Potret 1 Tahun Pemerintahan Prabowo-Gibran: Antara Harapan dan Keraguan Publik

Sumber: setneg.go.id Oleh Silahudin Dosen FISIP Universitas Nurtanio Bandung MENJUAL HARAPAN - Satu tahun pemerintahan Prabowo-Gibran telah menjadi panggung dinamis bagi eksperimen kebijakan, diplomasi global, dan pertarungan persepsi publik. Laporan INDEF bertajuk “Rapor Netizen” mengungkapkan lanskap digital yang penuh sorotan, kritik, dan harapan.
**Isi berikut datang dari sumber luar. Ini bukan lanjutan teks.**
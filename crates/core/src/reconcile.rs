//! Field reconciliation for partial updates
//!
//! Reduces an edited record to the smallest PATCH payload: only fields that
//! changed, and only those whose new value is non-empty. Clearing a field
//! through this path is not possible; `cleared_fields` reports the edits
//! that were dropped for that reason.

use crate::record::{is_empty_value, Record};
use serde::{Deserialize, Serialize};
use serde_json::Value;

/// Drop empty values from a record, recursing into nested objects
///
/// A nested object is cleaned first and then dropped if nothing is left.
/// Arrays are only checked for length; their elements are kept as-is.
pub fn remove_empty_fields(record: &Record) -> Record {
    let mut cleaned = Record::new();

    for (key, value) in record {
        match value {
            Value::Object(nested) => {
                let nested = remove_empty_fields(nested);
                if !nested.is_empty() {
                    cleaned.insert(key.clone(), Value::Object(nested));
                }
            }
            other if is_empty_value(other) => {}
            other => {
                cleaned.insert(key.clone(), other.clone());
            }
        }
    }

    cleaned
}

/// Value-level form of [`remove_empty_fields`]
///
/// Objects are cleaned; every other value is returned unchanged.
pub fn remove_empty_values(value: &Value) -> Value {
    match value {
        Value::Object(record) => Value::Object(remove_empty_fields(record)),
        other => other.clone(),
    }
}

/// Collect the fields of `updated` whose value differs from `original`
///
/// Keys that exist only in `original` are never reported. Keys new in
/// `updated` always are.
pub fn get_changed_fields(original: &Record, updated: &Record) -> Record {
    updated
        .iter()
        .filter(|(key, new_value)| match original.get(key.as_str()) {
            Some(old_value) => !values_equal(old_value, new_value),
            None => true,
        })
        .map(|(key, value)| (key.clone(), value.clone()))
        .collect()
}

/// Keys that held a value in `original` but were emptied in `updated`
///
/// These edits never survive [`ChangeSet::between`].
pub fn cleared_fields(original: &Record, updated: &Record) -> Vec<String> {
    updated
        .iter()
        .filter(|(key, new_value)| {
            let was_set = original
                .get(key.as_str())
                .map_or(false, |old| !is_blank(old));
            was_set && is_blank(new_value)
        })
        .map(|(key, _)| key.clone())
        .collect()
}

fn is_blank(value: &Value) -> bool {
    match value {
        Value::Object(nested) => remove_empty_fields(nested).is_empty(),
        other => is_empty_value(other),
    }
}

/// Structural equality where numbers compare by value (`12 == 12.0`)
///
/// Two integers are compared exactly; the float comparison only applies
/// when one side is a float, so large integers never collapse together.
fn values_equal(a: &Value, b: &Value) -> bool {
    match (a, b) {
        (Value::Number(x), Value::Number(y)) => {
            x == y
                || ((x.is_f64() || y.is_f64())
                    && matches!((x.as_f64(), y.as_f64()), (Some(p), Some(q)) if p == q))
        }
        (Value::Array(xs), Value::Array(ys)) => {
            xs.len() == ys.len() && xs.iter().zip(ys).all(|(x, y)| values_equal(x, y))
        }
        (Value::Object(xs), Value::Object(ys)) => {
            xs.len() == ys.len()
                && xs
                    .iter()
                    .all(|(key, x)| ys.get(key).map_or(false, |y| values_equal(x, y)))
        }
        _ => a == b,
    }
}

/// Minimal partial-update payload
///
/// Holds only changed, non-empty fields. An empty change set means there is
/// nothing to submit.
#[derive(Debug, Clone, Default, PartialEq, Serialize, Deserialize)]
#[serde(transparent)]
pub struct ChangeSet(Record);

impl ChangeSet {
    /// Reduce an edit to its payload: changed fields, then empty ones dropped
    pub fn between(original: &Record, updated: &Record) -> Self {
        Self(remove_empty_fields(&get_changed_fields(original, updated)))
    }

    pub fn is_empty(&self) -> bool {
        self.0.is_empty()
    }

    pub fn len(&self) -> usize {
        self.0.len()
    }

    pub fn get(&self, field: &str) -> Option<&Value> {
        self.0.get(field)
    }

    /// Names of the fields carried by this payload
    pub fn fields(&self) -> impl Iterator<Item = &str> {
        self.0.keys().map(String::as_str)
    }

    /// Overwrite the changed top-level fields on a copy of `original`
    pub fn apply_to(&self, original: &Record) -> Record {
        let mut applied = original.clone();
        for (key, value) in &self.0 {
            applied.insert(key.clone(), value.clone());
        }
        applied
    }

    pub fn as_record(&self) -> &Record {
        &self.0
    }

    pub fn into_record(self) -> Record {
        self.0
    }
}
Dari reshuffle kabinet hingga program makan bergizi gratis, netizen menjadi aktor penting dalam menilai efektivitas dan etika pemerintahan. Presiden Prabowo menunjukkan orientasi geopolitik yang berbeda dari pendahulunya. Hampir 70% kunjungannya adalah lawatan ke luar negeri, berbanding terbalik dengan Jokowi yang 75% kunjungannya fokus ke dalam negeri. Prabowo tampak ingin menegaskan posisi Indonesia sebagai pemain strategis di tiga benua: Asia, Eropa, dan Amerika. Namun, di dalam negeri, dinamika politik tak kalah intens. Tiga kali reshuffle kabinet dalam satu tahun, melibatkan 10 pejabat setingkat menteri, menjadikan Prabowo sebagai pr...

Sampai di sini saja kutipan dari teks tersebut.